The Shape of the Colosseum

Coloseum - courtesy wikipedia

The Colosseum is a giant arena built by the Romans in the first century AD. As A. Hahn describes it [Mathematical Excursions, p. 37],

Inside the (outer) oval configuration of arches another one is placed, parallel but not as high. Inside that a third, lower yet, and so on, and then a final lowest oval is set to surround the field of action.

What is an oval? The wikipedia is more definite on this point:

The Colosseum, or the Coliseum, originally the Flavian Amphitheatre (Latin: Amphitheatrum Flavium, Italian Anfiteatro Flavio or Colosseo), is an elliptical amphitheatre in the centre of the city of Rome, Italy, the largest ever built in the Roman Empire.

However, Hahn continues on the same page:

How exactly the Romans laid out the parallel sequence of ovals for the Colosseum has been a matter of scholarly debate. However, it is likely that they were laid out , one by one, as a combination of circular arcs.

I consider the manner of construction suggested here on a separate page.
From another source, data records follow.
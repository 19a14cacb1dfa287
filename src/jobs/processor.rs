// ==========================================
// 通用数据交换引擎 - 异步任务处理器
// ==========================================
// 职责: 消费任务队列,端到端执行上传管道并生成报告
// 状态机: Pending → Processing → {Success, Failed}
// 约定:
// - 行级失败是报告内容,不是任务失败;Failed 仅用于管道无法运行
// - 报告/通知失败只告警,不回滚已落库的记录
// - 入队是显式函数调用,不经由任何隐式事件分发
// ==========================================

use crate::config::EngineConfig;
use crate::domain::schema::SchemaRegistry;
use crate::domain::upload_job::UploadStatus;
use crate::exporter::error::ExportError;
use crate::exporter::report::write_report;
use crate::importer::record_importer_impl::RecordImporterImpl;
use crate::importer::record_importer_trait::RecordImporter;
use crate::jobs::error::{JobError, JobResult};
use crate::jobs::notifier::Notifier;
use crate::repository::record_store::RecordStore;
use crate::repository::upload_job_repo::UploadJobRepository;
use chrono::Duration;
use std::sync::Arc;
use tokio::sync::mpsc;
use tokio::task::JoinHandle;
use tracing::{error, info, warn};

// ==========================================
// UploadJobProcessor - 任务处理器
// ==========================================
// 一个工作者端到端处理一个任务;任务之间相互独立。
pub struct UploadJobProcessor {
    tx: mpsc::Sender<String>,
    worker: JoinHandle<()>,
}

impl UploadJobProcessor {
    /// 启动处理器
    ///
    /// 启动时先回收滞留任务（工作者崩溃遗留的 Processing）并重新入队,
    /// 然后开始消费队列。
    pub async fn start<S, J, N>(
        registry: Arc<SchemaRegistry>,
        store: S,
        jobs: Arc<J>,
        notifier: Arc<N>,
        config: EngineConfig,
    ) -> JobResult<Self>
    where
        S: RecordStore + Clone + 'static,
        J: UploadJobRepository + 'static,
        N: Notifier + 'static,
    {
        let (tx, mut rx) = mpsc::channel::<String>(config.job_queue_depth);

        // 滞留任务回收
        let stale = jobs
            .requeue_stale(Duration::minutes(config.stale_job_minutes))
            .await?;
        for job in &stale {
            tx.send(job.job_id.clone())
                .await
                .map_err(|_| JobError::QueueClosed)?;
        }

        let worker = tokio::spawn(async move {
            while let Some(job_id) = rx.recv().await {
                if let Err(e) = process_job(
                    &registry,
                    &store,
                    jobs.as_ref(),
                    notifier.as_ref(),
                    &config,
                    &job_id,
                )
                .await
                {
                    error!(job_id = %job_id, error = %e, "任务处理失败");
                }
            }
        });

        Ok(Self { tx, worker })
    }

    /// 任务入队（显式触发）
    pub async fn enqueue(&self, job_id: &str) -> JobResult<()> {
        self.tx
            .send(job_id.to_string())
            .await
            .map_err(|_| JobError::QueueClosed)
    }

    /// 关闭队列并等待在途任务完成
    pub async fn shutdown(self) {
        let Self { tx, worker } = self;
        drop(tx);
        let _ = worker.await;
    }
}

/// 端到端处理单个任务
async fn process_job<S, J, N>(
    registry: &SchemaRegistry,
    store: &S,
    jobs: &J,
    notifier: &N,
    config: &EngineConfig,
    job_id: &str,
) -> JobResult<()>
where
    S: RecordStore + Clone,
    J: UploadJobRepository,
    N: Notifier,
{
    let job = jobs
        .get_job(job_id)
        .await?
        .ok_or_else(|| JobError::JobNotFound(job_id.to_string()))?;

    info!(job_id = %job_id, schema = %job.schema_name, "开始处理上传任务");
    jobs.update_status(job_id, UploadStatus::Processing).await?;

    // 模式无法解析 → 任务 Failed,不产生报告
    let Some(schema) = registry.get(&job.schema_name) else {
        jobs.update_status(job_id, UploadStatus::Failed).await?;
        return Err(JobError::UnknownSchema(job.schema_name.clone()));
    };

    let importer = RecordImporterImpl::new(&schema, store.clone());

    // 文件不可读等管道级错误 → 任务 Failed,不产生报告
    let outcome = match importer.upload_from_job(&job).await {
        Ok(outcome) => outcome,
        Err(e) => {
            error!(job_id = %job_id, error = %e, "管道无法运行,任务置为 Failed");
            jobs.update_status(job_id, UploadStatus::Failed).await?;
            return Err(e.into());
        }
    };

    // 报告生成: 失败只告警,记录已落库,不影响任务结果
    let report_path = config
        .reports_dir()
        .join(format!("{}_{}.xlsx", job.schema_name, job.job_id));

    let mut attached_report = None;
    let report_result = config
        .ensure_dirs()
        .map_err(ExportError::from)
        .and_then(|_| write_report(&outcome, importer.classifier(), &report_path));

    match report_result {
        Ok(()) => match jobs.attach_report(job_id, &report_path).await {
            Ok(()) => attached_report = Some(report_path),
            Err(e) => warn!(job_id = %job_id, error = %e, "报告挂接失败"),
        },
        Err(e) => warn!(job_id = %job_id, error = %e, "报告生成失败"),
    }

    jobs.update_status(job_id, UploadStatus::Success).await?;

    // 完成通知: 失败只告警
    if let Some(email) = &job.notify_email {
        if let Err(e) = notifier
            .send_report(
                email,
                &job.schema_name,
                outcome.success_count(),
                outcome.failure_count(),
                attached_report.as_deref(),
            )
            .await
        {
            warn!(job_id = %job_id, error = %e, "完成通知发送失败");
        }
    }

    info!(
        job_id = %job_id,
        success = outcome.success_count(),
        failed = outcome.failure_count(),
        "上传任务处理完成"
    );

    Ok(())
}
For now, the applet below presents an aerial view of the Colosseum I obtained through google maps.

Ellipse is one of conic sections - plane curves that are defined in Cartesian coordinates by a second degree equation in two variables:

AX² + BXY + CY² + DX + EY + F = 0.

Point (x, y) lies on the conic if its coordinate satisfy the equation: Ax² + Bxy + Cy² + Dx + Ey + F = 0. This can be considered as a linear equation in six coefficients: A, B, C, D, E, F. However, since the equations are homogeneous (the right hand side is always 0) only five coefficients are independent, so that only five points are needed to determine a conic uniquely.

In the applet, with the "Points & conic" box checked, you can place the five points at the locations of your choice and see the conic that passes through all five. Check how close it may made to fit the outlines of the Colosseum's ovals.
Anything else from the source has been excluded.